One Navy leader explained that the technological difficulties are outstripped by the organizational challenges.
Unmanned, or remotely controlled vessels are undoubtedly the future for the Navy but the service will have to overcome operational and network hurdles first.
James Geurts, the assistant secretary of the Navy for research, development and acquisition, said as unmanned vehicles, both surface and undersea, become more of a majority in the Navy's fleet the service will have to shore up supporting capabilities.
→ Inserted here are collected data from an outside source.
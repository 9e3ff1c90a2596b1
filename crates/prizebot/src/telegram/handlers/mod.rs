//! Telegram bot handler tree configuration
//!
//! The same schema is used by the dispatcher in production and can be driven
//! from tests.

mod callbacks;
mod commands;
mod schema;
mod types;

pub use schema::schema;
pub use types::{HandlerDeps, HandlerError};
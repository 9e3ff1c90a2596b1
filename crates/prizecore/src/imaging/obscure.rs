//! Teaser generation: a heavy Gaussian blur that hints at an image without revealing it.

use image::{imageops, DynamicImage};

use crate::core::config::imaging::BLUR_SIGMA;

/// Blurs `image` with the default teaser strength.
///
/// Output is RGB: teasers are stored as JPEG/PNG next to the originals and
/// alpha adds nothing to a blurred preview.
pub fn obscure(image: &DynamicImage) -> DynamicImage {
    obscure_with_sigma(image, BLUR_SIGMA)
}

/// Blurs `image` with an explicit Gaussian sigma. Deterministic for equal inputs.
pub fn obscure_with_sigma(image: &DynamicImage, sigma: f32) -> DynamicImage {
    let rgb = image.to_rgb8();
    DynamicImage::ImageRgb8(imageops::blur(&rgb, sigma))
}

/// Mean absolute difference between horizontally and vertically adjacent pixels.
///
/// A cheap measure of high-frequency content: sharp edges score high, blurred
/// images score close to zero.
pub fn edge_energy(image: &DynamicImage) -> f64 {
    let gray = image.to_luma8();
    let (width, height) = gray.dimensions();
    if width < 2 || height < 2 {
        return 0.0;
    }

    let mut total = 0u64;
    let mut samples = 0u64;
    for y in 0..height - 1 {
        for x in 0..width - 1 {
            let here = i32::from(gray.get_pixel(x, y)[0]);
            let right = i32::from(gray.get_pixel(x + 1, y)[0]);
            let below = i32::from(gray.get_pixel(x, y + 1)[0]);
            total += (here - right).unsigned_abs() as u64 + (here - below).unsigned_abs() as u64;
            samples += 2;
        }
    }
    total as f64 / samples as f64
}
"The interesting thing in the remotely piloted or unmanned world is it's not as huge [of] a technology issue as [it is] a concept of operations issue, and how do you take the laws of the sea for hundreds and hundreds of years built under one set of circumstances think about them in these circumstances," Geurts said during a discussion on "Technology, policy, and leadership in 2021" with the Atlantic Council on Dec. 16.
"There are huge implications on how you deal with the manpower piece of that: how do you organize, how do you command and control all of those assets."
The Chief of Naval Operations has been developing an unmanned campaign strategy to map out and unify warfighting concepts around the Navy's aerial, surface, and subsurface vehicles. The strategy will also look at connecting the vehicles vis-a-vis a network and command and control, while assessing any gaps around data flow and how information can be passed at network speed rather than person-to-person.
"Everybody will focus on the [unmanned] platform but it's going to be so much more and it will take much more to enable it," Geurts said, noting that unmanned vehicles need means it needs a robust, resilient, and reliable network.
"It'll seem harder than it appears at the front and then it will scale much faster than we think on the back end of it," he said of increasing the number of unmanned vehicles. "We don't want to be caught short still thinking about it when somebody else is scaling it."